CREATE OR REPLACE PROCEDURE recalc_sales_daily_summary(
p_from_date DATE,
p_to_date DATE,
p_reason VARCHAR2
) AS
BEGIN
IF p_from_date IS NULL OR p_to_date IS NULL OR p_from_date >= p_to_date THEN
RAISE_APPLICATION_ERROR(-20982, '再集計期間が不正です。

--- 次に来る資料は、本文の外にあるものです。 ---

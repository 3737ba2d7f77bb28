use std::process::{Command, ExitStatus, Output, Stdio};

/// Typed result of a finished external command: exit code plus captured
/// output. Collaborator boundaries return this instead of free text.
#[derive(Debug)]
pub struct CommandResult {
    pub code: Option<i32>,
    pub stdout: String,
    pub stderr: String,
}

impl CommandResult {
    pub fn success(&self) -> bool {
        self.code == Some(0)
    }

    /// The exit code for error messages, or "signal" if there was none.
    pub fn code_display(&self) -> String {
        self.code
            .map(|c| c.to_string())
            .unwrap_or_else(|| "signal".to_string())
    }

    fn from_output(output: Output) -> Self {
        Self {
            code: output.status.code(),
            stdout: String::from_utf8_lossy(&output.stdout).into_owned(),
            stderr: String::from_utf8_lossy(&output.stderr).into_owned(),
        }
    }
}

/// Build a shell command for a user-supplied script string.
pub fn command_for_script(script: &str) -> Command {
    let mut cmd = Command::new("sh");
    cmd.arg("-c").arg(script);
    cmd
}

/// Run a script through the shell with captured output.
pub fn run_script(script: &str) -> std::io::Result<CommandResult> {
    let output = command_for_script(script)
        .stdin(Stdio::null())
        .output()?;
    Ok(CommandResult::from_output(output))
}

/// Run a script through the shell with inherited stdout/stderr, so hook
/// output goes straight to the operator's terminal or cron mail.
pub fn run_script_status(script: &str) -> std::io::Result<ExitStatus> {
    command_for_script(script).stdin(Stdio::null()).status()
}

/// Run an already-configured `Command` with captured output.
pub fn run_command(cmd: &mut Command) -> std::io::Result<CommandResult> {
    Ok(CommandResult::from_output(cmd.output()?))
}

#[cfg(test)]
mod tests {
    use super::*;

    #[test]
    fn captures_stdout_and_exit_code() {
        let result = run_script("echo hello").unwrap();
        assert!(result.success());
        assert_eq!(result.code, Some(0));
        assert_eq!(result.stdout.trim(), "hello");
    }

    #[test]
    fn nonzero_exit_is_not_success() {
        let result = run_script("exit 3").unwrap();
        assert!(!result.success());
        assert_eq!(result.code, Some(3));
        assert_eq!(result.code_display(), "3");
    }

    #[test]
    fn captures_stderr() {
        let result = run_script("echo oops >&2; exit 1").unwrap();
        assert_eq!(result.stderr.trim(), "oops");
        assert!(!result.success());
    }
}
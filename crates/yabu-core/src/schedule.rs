//! Configurator support: input validation, cron-entry rendering, and
//! installation into the scheduler's directory-per-frequency convention.

use std::fs;
use std::io::Write;
use std::path::{Path, PathBuf};
use std::str::FromStr;

use crate::error::{Result, YabuError};

/// Built-in cron entry used when no `--skel-file` is given.
pub const DEFAULT_CRON_TEMPLATE: &str = "\
#!/bin/sh
# Installed by yabu-configure; rerun it to regenerate rather than editing here.
@@RUNNER_PATH@@ --bucket @@BUCKET@@ --backup-name @@BACKUP_NAME@@ @@ENCRYPTION@@ @@ENCRYPT_FOR@@
";

/// The scheduling granularities the cron directory convention supports.
#[derive(Debug, Clone, Copy, PartialEq, Eq)]
pub enum Frequency {
    Hourly,
    Daily,
    Weekly,
    Monthly,
}

impl Frequency {
    pub fn as_str(self) -> &'static str {
        match self {
            Frequency::Hourly => "hourly",
            Frequency::Daily => "daily",
            Frequency::Weekly => "weekly",
            Frequency::Monthly => "monthly",
        }
    }
}

impl std::fmt::Display for Frequency {
    fn fmt(&self, f: &mut std::fmt::Formatter<'_>) -> std::fmt::Result {
        f.write_str(self.as_str())
    }
}

impl FromStr for Frequency {
    type Err = YabuError;

    fn from_str(s: &str) -> Result<Self> {
        match s {
            "hourly" => Ok(Frequency::Hourly),
            "daily" => Ok(Frequency::Daily),
            "weekly" => Ok(Frequency::Weekly),
            "monthly" => Ok(Frequency::Monthly),
            other => Err(YabuError::Validation(format!(
                "unknown frequency '{other}' (expected hourly, daily, weekly or monthly)"
            ))),
        }
    }
}

/// Values substituted into the cron-entry template.
#[derive(Debug, Clone)]
pub struct CronContext {
    pub bucket: String,
    pub backup_name: String,
    pub runner_path: String,
    pub encrypt: bool,
    pub encrypt_for: Option<String>,
}

const TOKEN_DELIM: &str = "@@";

/// Reject missing or blank required inputs before anything is written.
pub fn validate_required(bucket: &str, backup_name: &str, files: &[String]) -> Result<()> {
    if bucket.trim().is_empty() {
        return Err(YabuError::Validation("bucket must not be empty".into()));
    }
    if backup_name.trim().is_empty() {
        return Err(YabuError::Validation("backup name must not be empty".into()));
    }
    if backup_name.contains('/') {
        return Err(YabuError::Validation(format!(
            "backup name '{backup_name}' must not contain '/'"
        )));
    }
    if files.is_empty() || files.iter().any(|f| f.trim().is_empty()) {
        return Err(YabuError::Validation(
            "file list must not be empty or contain blank entries".into(),
        ));
    }
    Ok(())
}

fn checked<'a>(field: &str, value: &'a str) -> Result<&'a str> {
    if value.contains(TOKEN_DELIM) {
        return Err(YabuError::Validation(format!(
            "{field} value '{value}' contains the template delimiter '{TOKEN_DELIM}'"
        )));
    }
    Ok(value)
}

/// Render the cron entry by literal token substitution. Values containing the
/// delimiter are rejected up front instead of corrupting the output, and a
/// template with tokens outside the known set fails rather than installing
/// them verbatim.
pub fn render_cron_entry(template: &str, ctx: &CronContext) -> Result<String> {
    let encryption = if ctx.encrypt { "--encrypt" } else { "" };
    let encrypt_for = match (ctx.encrypt, ctx.encrypt_for.as_deref()) {
        (true, Some(id)) => format!("--encrypt-for {id}"),
        _ => String::new(),
    };

    let rendered = template
        .replace("@@BUCKET@@", checked("bucket", &ctx.bucket)?)
        .replace("@@BACKUP_NAME@@", checked("backup name", &ctx.backup_name)?)
        .replace("@@RUNNER_PATH@@", checked("runner path", &ctx.runner_path)?)
        .replace("@@ENCRYPTION@@", encryption)
        .replace("@@ENCRYPT_FOR@@", checked("encrypt-for", &encrypt_for)?);
    if let Some(pos) = rendered.find(TOKEN_DELIM) {
        let leftover: String = rendered[pos..].chars().take(40).collect();
        return Err(YabuError::Validation(format!(
            "template contains unrecognized tokens after substitution: {}",
            leftover.lines().next().unwrap_or(&leftover)
        )));
    }
    Ok(rendered)
}

/// Install a rendered entry as `<cron_root>/cron.<frequency>/<name>_backup`,
/// executable by owner only. The temp-file-then-rename dance keeps a
/// concurrent cron scan from picking up a half-written entry.
pub fn install_cron_entry(
    cron_root: &Path,
    frequency: Frequency,
    backup_name: &str,
    rendered: &str,
) -> Result<PathBuf> {
    let dir = cron_root.join(format!("cron.{frequency}"));
    let target = dir.join(format!("{backup_name}_backup"));

    let mut tmp = tempfile::NamedTempFile::new_in(&dir).map_err(|e| {
        YabuError::Io(std::io::Error::new(
            e.kind(),
            format!("cannot write into '{}': {e}", dir.display()),
        ))
    })?;
    tmp.write_all(rendered.as_bytes())?;
    #[cfg(unix)]
    {
        use std::os::unix::fs::PermissionsExt;
        tmp.as_file()
            .set_permissions(fs::Permissions::from_mode(0o700))?;
    }
    tmp.persist(&target).map_err(|e| YabuError::Io(e.error))?;
    Ok(target)
}
//! Fresh identifiers for copied sessions and their bubbles.
//!
//! Bubble keys share one namespace across the whole installation, so new
//! ids must be statistically unique globally, not merely within one store.
//! UUID v4 (OS-backed CSPRNG) gives that; anything weaker risks silent
//! bubble collisions in the global store.

use uuid::Uuid;

pub fn new_session_id() -> String {
    Uuid::new_v4().to_string()
}

pub fn new_bubble_id() -> String {
    Uuid::new_v4().to_string()
}
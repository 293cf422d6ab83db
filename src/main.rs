use anyhow::Result;

fn main() -> Result<()> {
    chatshift::run()?;
    Ok(())
}
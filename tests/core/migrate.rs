#[path = "fixtures.rs"]
mod fixtures;

use chatshift::core::error::ChatshiftError;
use chatshift::core::journal::Journal;
use chatshift::core::migrate::{MigrationMode, migrate_sessions, migrate_workspace};
use fixtures::{StorageFixture, composer, legacy_tab, raw_kv, record_ids};
use serde_json::Value as JsonValue;

#[test]
fn move_is_a_transfer_not_a_clone() {
    let fx = StorageFixture::new();
    fx.add_workspace("alpha");
    let beta = fx.add_workspace("beta");
    fx.seed_composer(
        "alpha",
        &[composer("r1", "first", 2000, &[]), composer("r2", "second", 1000, &[])],
        &[],
    );

    let stores = fx.stores();
    let results = migrate_sessions(
        &stores,
        &["r1".to_string()],
        &beta,
        MigrationMode::Move,
        false,
        &Journal::disabled(),
    )
    .unwrap();

    assert_eq!(results.len(), 1);
    assert!(results[0].success, "{:?}", results[0]);
    assert!(results[0].new_record_identifier.is_none());
    assert_eq!(record_ids(&fx.workspace_db("alpha")), vec!["r2"]);
    assert_eq!(record_ids(&fx.workspace_db("beta")), vec!["r1"]);
}

#[test]
fn copy_preserves_the_source_and_replicates_bubbles() {
    let fx = StorageFixture::new();
    fx.add_workspace("alpha");
    let beta = fx.add_workspace("beta");
    fx.seed_composer("alpha", &[composer("r1", "chat", 2000, &["b1", "b2"])], &[]);
    fx.put_bubble("r1", "b1", "question");
    fx.put_bubble("r1", "b2", "answer");

    let stores = fx.stores();
    let results = migrate_sessions(
        &stores,
        &["r1".to_string()],
        &beta,
        MigrationMode::Copy,
        false,
        &Journal::disabled(),
    )
    .unwrap();

    assert!(results[0].success, "{:?}", results[0]);
    let new_id = results[0].new_record_identifier.clone().unwrap();
    assert_ne!(new_id, "r1");

    // Source untouched, destination gained exactly one record.
    assert_eq!(record_ids(&fx.workspace_db("alpha")), vec!["r1"]);
    assert_eq!(record_ids(&fx.workspace_db("beta")), vec![new_id.clone()]);

    // Both bubble namespaces are fully populated and disjoint.
    assert_eq!(fx.bubble_keys("r1").len(), 2);
    assert_eq!(fx.bubble_keys(&new_id).len(), 2);

    // The copied record's headers point at the new bubbles, not r1's.
    let raw = raw_kv(&fx.workspace_db("beta"), fixtures::COMPOSER_KEY).unwrap();
    let value: JsonValue = serde_json::from_str(&raw).unwrap();
    let headers = value["allComposers"][0]["fullConversationHeadersOnly"]
        .as_array()
        .unwrap();
    for header in headers {
        let bubble_id = header["bubbleId"].as_str().unwrap();
        assert!(bubble_id != "b1" && bubble_id != "b2");
        assert!(
            fx.bubble_keys(&new_id)
                .contains(&format!("bubbleId:{new_id}:{bubble_id}"))
        );
    }
}

#[test]
fn copy_keeps_dangling_header_entries() {
    let fx = StorageFixture::new();
    fx.add_workspace("alpha");
    let beta = fx.add_workspace("beta");
    fx.seed_composer("alpha", &[composer("r1", "chat", 2000, &["b1", "ghost"])], &[]);
    fx.put_bubble("r1", "b1", "present");

    let stores = fx.stores();
    let results = migrate_sessions(
        &stores,
        &["r1".to_string()],
        &beta,
        MigrationMode::Copy,
        false,
        &Journal::disabled(),
    )
    .unwrap();
    let new_id = results[0].new_record_identifier.clone().unwrap();

    // Only the bubble that existed was duplicated.
    assert_eq!(fx.bubble_keys(&new_id).len(), 1);

    let raw = raw_kv(&fx.workspace_db("beta"), fixtures::COMPOSER_KEY).unwrap();
    let value: JsonValue = serde_json::from_str(&raw).unwrap();
    let headers = value["allComposers"][0]["fullConversationHeadersOnly"]
        .as_array()
        .unwrap();
    assert_eq!(headers.len(), 2);
    assert_ne!(headers[0]["bubbleId"].as_str().unwrap(), "b1");
    assert_eq!(headers[1]["bubbleId"].as_str().unwrap(), "ghost");
}

#[test]
fn dry_run_changes_nothing_byte_for_byte() {
    let fx = StorageFixture::new();
    fx.add_workspace("alpha");
    let beta = fx.add_workspace("beta");
    fx.seed_composer("alpha", &[composer("r1", "chat", 2000, &["b1"])], &[]);
    fx.seed_composer("beta", &[composer("r9", "other", 500, &[])], &[]);
    fx.put_bubble("r1", "b1", "text");

    let alpha_before = raw_kv(&fx.workspace_db("alpha"), fixtures::COMPOSER_KEY);
    let beta_before = raw_kv(&fx.workspace_db("beta"), fixtures::COMPOSER_KEY);

    let stores = fx.stores();
    for mode in [MigrationMode::Move, MigrationMode::Copy] {
        let results = migrate_sessions(
            &stores,
            &["r1".to_string()],
            &beta,
            mode,
            true,
            &Journal::disabled(),
        )
        .unwrap();
        assert!(results[0].success);
        assert!(results[0].dry_run);
        assert!(results[0].new_record_identifier.is_none());
    }

    assert_eq!(raw_kv(&fx.workspace_db("alpha"), fixtures::COMPOSER_KEY), alpha_before);
    assert_eq!(raw_kv(&fx.workspace_db("beta"), fixtures::COMPOSER_KEY), beta_before);
    assert_eq!(fx.bubble_keys("r1").len(), 1);
}

#[test]
fn batch_keeps_order_and_survives_a_missing_record() {
    let fx = StorageFixture::new();
    fx.add_workspace("alpha");
    let beta = fx.add_workspace("beta");
    fx.seed_composer(
        "alpha",
        &[composer("r1", "one", 3000, &[]), composer("r3", "three", 1000, &[])],
        &[],
    );

    let stores = fx.stores();
    let results = migrate_sessions(
        &stores,
        &["r1".to_string(), "doesnotexist".to_string(), "r3".to_string()],
        &beta,
        MigrationMode::Move,
        false,
        &Journal::disabled(),
    )
    .unwrap();

    assert_eq!(results.len(), 3);
    assert_eq!(results[0].record_identifier, "r1");
    assert_eq!(results[1].record_identifier, "doesnotexist");
    assert_eq!(results[2].record_identifier, "r3");
    assert!(results[0].success);
    assert!(!results[1].success);
    assert_eq!(results[1].error_code.as_deref(), Some("RECORD_NOT_FOUND"));
    assert!(results[2].success);
    assert_eq!(record_ids(&fx.workspace_db("beta")), vec!["r1", "r3"]);
}

#[test]
fn round_trip_restores_both_stores() {
    let fx = StorageFixture::new();
    let alpha = fx.add_workspace("alpha");
    let beta = fx.add_workspace("beta");
    fx.seed_composer(
        "alpha",
        &[composer("r1", "one", 2000, &[]), composer("r2", "two", 1000, &[])],
        &[],
    );
    fx.seed_composer("beta", &[composer("r9", "nine", 500, &[])], &[]);

    let stores = fx.stores();
    let journal = Journal::disabled();
    let out = migrate_sessions(
        &stores,
        &["r1".to_string()],
        &beta,
        MigrationMode::Move,
        false,
        &journal,
    )
    .unwrap();
    assert!(out[0].success);

    let back = migrate_sessions(
        &stores,
        &["r1".to_string()],
        &alpha,
        MigrationMode::Move,
        false,
        &journal,
    )
    .unwrap();
    assert!(back[0].success);

    let mut alpha_ids = record_ids(&fx.workspace_db("alpha"));
    alpha_ids.sort();
    assert_eq!(alpha_ids, vec!["r1", "r2"]);
    assert_eq!(record_ids(&fx.workspace_db("beta")), vec!["r9"]);
}

#[test]
fn same_workspace_is_rejected_per_record() {
    let fx = StorageFixture::new();
    let alpha = fx.add_workspace("alpha");
    fx.seed_composer("alpha", &[composer("r1", "one", 2000, &[])], &[]);

    let stores = fx.stores();
    let results = migrate_sessions(
        &stores,
        &["r1".to_string()],
        &alpha,
        MigrationMode::Move,
        false,
        &Journal::disabled(),
    )
    .unwrap();

    assert!(!results[0].success);
    assert_eq!(results[0].error_code.as_deref(), Some("SAME_LOCATION"));
    assert_eq!(record_ids(&fx.workspace_db("alpha")), vec!["r1"]);
}

#[test]
fn unknown_destination_fails_before_any_mutation() {
    let fx = StorageFixture::new();
    fx.add_workspace("alpha");
    fx.seed_composer("alpha", &[composer("r1", "one", 2000, &[])], &[]);

    let stores = fx.stores();
    let err = migrate_sessions(
        &stores,
        &["r1".to_string()],
        std::path::Path::new("/nowhere/at/all"),
        MigrationMode::Move,
        false,
        &Journal::disabled(),
    )
    .unwrap_err();

    assert!(matches!(err, ChatshiftError::DestinationNotFound(_)), "{err}");
    assert_eq!(record_ids(&fx.workspace_db("alpha")), vec!["r1"]);
}

#[test]
fn move_into_legacy_store_keeps_its_shape() {
    let fx = StorageFixture::new();
    fx.add_workspace("alpha");
    let beta = fx.add_workspace("beta");
    fx.seed_composer("alpha", &[composer("r1", "one", 2000, &[])], &[]);
    fx.seed_legacy("beta", &[legacy_tab("l1", "old chat", 100)]);

    let stores = fx.stores();
    let results = migrate_sessions(
        &stores,
        &["r1".to_string()],
        &beta,
        MigrationMode::Move,
        false,
        &Journal::disabled(),
    )
    .unwrap();
    assert!(results[0].success);

    // Still under the legacy key; the migration did not upgrade the store.
    assert!(raw_kv(&fx.workspace_db("beta"), fixtures::COMPOSER_KEY).is_none());
    assert_eq!(record_ids(&fx.workspace_db("beta")), vec!["l1", "r1"]);
}

#[test]
fn move_preserves_envelope_siblings() {
    let fx = StorageFixture::new();
    fx.add_workspace("alpha");
    let beta = fx.add_workspace("beta");
    fx.seed_composer(
        "alpha",
        &[composer("r1", "one", 2000, &[]), composer("r2", "two", 1000, &[])],
        &[("selectedComposerId", serde_json::json!("r2"))],
    );

    let stores = fx.stores();
    migrate_sessions(
        &stores,
        &["r1".to_string()],
        &beta,
        MigrationMode::Move,
        false,
        &Journal::disabled(),
    )
    .unwrap();

    let raw = raw_kv(&fx.workspace_db("alpha"), fixtures::COMPOSER_KEY).unwrap();
    let value: JsonValue = serde_json::from_str(&raw).unwrap();
    assert_eq!(value["selectedComposerId"].as_str(), Some("r2"));
    assert_eq!(value["allComposers"].as_array().unwrap().len(), 1);
}

#[test]
fn workspace_merge_guards_a_non_empty_destination() {
    let fx = StorageFixture::new();
    let alpha = fx.add_workspace("alpha");
    let beta = fx.add_workspace("beta");
    fx.seed_composer(
        "alpha",
        &[composer("r1", "one", 2000, &[]), composer("r2", "two", 1000, &[])],
        &[],
    );
    fx.seed_composer("beta", &[composer("r9", "nine", 500, &[])], &[]);

    let alpha_before = raw_kv(&fx.workspace_db("alpha"), fixtures::COMPOSER_KEY);
    let beta_before = raw_kv(&fx.workspace_db("beta"), fixtures::COMPOSER_KEY);

    let stores = fx.stores();
    let err = migrate_workspace(
        &stores,
        &alpha,
        &beta,
        MigrationMode::Move,
        false,
        false,
        &Journal::disabled(),
    )
    .unwrap_err();
    assert!(matches!(err, ChatshiftError::DestinationNotEmpty(_)), "{err}");
    assert_eq!(raw_kv(&fx.workspace_db("alpha"), fixtures::COMPOSER_KEY), alpha_before);
    assert_eq!(raw_kv(&fx.workspace_db("beta"), fixtures::COMPOSER_KEY), beta_before);

    // Force merges additively: destination keeps its own records.
    let aggregate = migrate_workspace(
        &stores,
        &alpha,
        &beta,
        MigrationMode::Move,
        false,
        true,
        &Journal::disabled(),
    )
    .unwrap();
    assert!(aggregate.success);
    assert_eq!(aggregate.total_count, 2);
    assert_eq!(aggregate.success_count, 2);

    assert_eq!(record_ids(&fx.workspace_db("alpha")), Vec::<String>::new());
    let mut beta_ids = record_ids(&fx.workspace_db("beta"));
    beta_ids.sort();
    assert_eq!(beta_ids, vec!["r1", "r2", "r9"]);
}

#[test]
fn workspace_merge_needs_source_records() {
    let fx = StorageFixture::new();
    let alpha = fx.add_workspace("alpha");
    let beta = fx.add_workspace("beta");
    fx.seed_composer("beta", &[composer("r9", "nine", 500, &[])], &[]);

    let stores = fx.stores();
    // Empty source store and a path with no store at all fail the same way.
    for source in [alpha, std::path::PathBuf::from("/no/such/project")] {
        let err = migrate_workspace(
            &stores,
            &source,
            &beta,
            MigrationMode::Move,
            false,
            true,
            &Journal::disabled(),
        )
        .unwrap_err();
        assert!(matches!(err, ChatshiftError::NoRecordsFound(_)), "{err}");
    }
}

#[test]
fn locked_source_fails_fast_with_database_locked() {
    let fx = StorageFixture::new();
    fx.add_workspace("alpha");
    let beta = fx.add_workspace("beta");
    fx.seed_composer("alpha", &[composer("r1", "one", 2000, &[])], &[]);

    // Hold the source store the way the editor does.
    let holder = rusqlite::Connection::open(fx.workspace_db("alpha")).unwrap();
    holder.execute_batch("BEGIN EXCLUSIVE").unwrap();

    let stores = fx.stores();
    let results = migrate_sessions(
        &stores,
        &["r1".to_string()],
        &beta,
        MigrationMode::Move,
        false,
        &Journal::disabled(),
    )
    .unwrap();

    assert!(!results[0].success);
    assert_eq!(results[0].error_code.as_deref(), Some("DATABASE_LOCKED"));
    holder.execute_batch("ROLLBACK").unwrap();
    assert_eq!(record_ids(&fx.workspace_db("alpha")), vec!["r1"]);
}

#[test]
fn locked_destination_after_source_write_is_migration_failed() {
    let fx = StorageFixture::new();
    fx.add_workspace("alpha");
    let beta = fx.add_workspace("beta");
    fx.seed_composer("alpha", &[composer("r1", "one", 2000, &[])], &[]);

    let holder = rusqlite::Connection::open(fx.workspace_db("beta")).unwrap();
    holder.execute_batch("BEGIN EXCLUSIVE").unwrap();

    let stores = fx.stores();
    let results = migrate_sessions(
        &stores,
        &["r1".to_string()],
        &beta,
        MigrationMode::Move,
        false,
        &Journal::disabled(),
    )
    .unwrap();

    // The source write already landed; the record is gone from both live
    // arrays and the result says so instead of pretending it is retryable.
    assert!(!results[0].success);
    assert_eq!(results[0].error_code.as_deref(), Some("MIGRATION_FAILED"));
    assert!(results[0].error.as_deref().unwrap().contains("removed"));
    holder.execute_batch("ROLLBACK").unwrap();
    assert_eq!(record_ids(&fx.workspace_db("alpha")), Vec::<String>::new());
    assert_eq!(record_ids(&fx.workspace_db("beta")), Vec::<String>::new());
}

#[test]
fn journal_records_each_attempt() {
    let fx = StorageFixture::new();
    fx.add_workspace("alpha");
    let beta = fx.add_workspace("beta");
    fx.seed_composer("alpha", &[composer("r1", "one", 2000, &[])], &[]);

    let journal_path = fx.root.join("migrations.jsonl");
    let stores = fx.stores();
    migrate_sessions(
        &stores,
        &["r1".to_string(), "missing".to_string()],
        &beta,
        MigrationMode::Move,
        false,
        &Journal::at(journal_path.clone()),
    )
    .unwrap();

    let raw = std::fs::read_to_string(&journal_path).unwrap();
    let lines: Vec<&str> = raw.lines().collect();
    assert_eq!(lines.len(), 2);
    let first: JsonValue = serde_json::from_str(lines[0]).unwrap();
    assert_eq!(first["op"].as_str(), Some("move"));
    assert_eq!(first["record_id"].as_str(), Some("r1"));
    assert_eq!(first["status"].as_str(), Some("OK"));
    let second: JsonValue = serde_json::from_str(lines[1]).unwrap();
    assert_eq!(second["status"].as_str(), Some("RECORD_NOT_FOUND"));
}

');
END IF;
INSERT INTO summary_recalc_request (
request_id,
summary_name,
from_date,
to_date,
reason,
requested_by,
requested_at,
status
) VALUES (
summary_recalc_request_seq.NEXTVAL,
'SALES_DAILY_SUMMARY',
p_from_date,
p_to_date,
p_reason,
SYS_CONTEXT('USERENV','SESSION_USER'),
SYSTIMESTAMP,
'REQUESTED'
);
END;
/
再集計は、誰でも自由に実行できるようにするのではなく、理由と範囲を記録してから実行します。特に月次締め後の再集計は、業務承認や帳票再出力と関係するため、証跡が重要です。本番データ補正後にサマリーを作り直す場合は 本番データ補正スクリプトの作り方 と連動させると安全です。
やってはいけない集計バッチ
最後に、サマリーテーブルで避けたい設計を整理します。どれも一見動きますが、運用が長くなるほど数字の信頼性を落とします。
設計チェックリスト
サマリーテーブルを設計するときは、次の観点を確認します。このチェックが通っていれば、単に速いだけでなく、運用で信用できる集計になります。
- 集計粒度が明確になっている
- 元データを正としてサマリーを再作成できる
- DELETE INSERT方式とMERGE方式の使い分けが決まっている
- 差分集計時に影響キーを正しく抽出している
- 変更前キーも再集計対象に含めている
- 検算SQLがあり、差分件数をジョブ結果に残している
- 任意期間の再集計入口がある
- ジョブ履歴に処理件数とエラー内容を残している
- 失敗時にサマリーが中途半端にコミットされない
- 締め後再集計の承認・証跡が決まっている
まとめ
PL/SQLでサマリーテーブルや集計バッチを作るときは、集計SQLを書くことよりも、再集計と検算の設計が重要です。サマリーは速く参照するためのテーブルですが、数字が信用できなければ意味がありません。元明細から再作成できること、検算できること、失敗時に戻せることを前提に設計します。
まずはDELETE INSERT方式で安全に再作成できる形を作り、処理量が大きくなったら影響キーによる差分再集計へ進めるのがおすすめです。サマリーテーブルは、パフォーマンス改善だけでなく、業務数字を説明するための運用基盤として設計しましょう。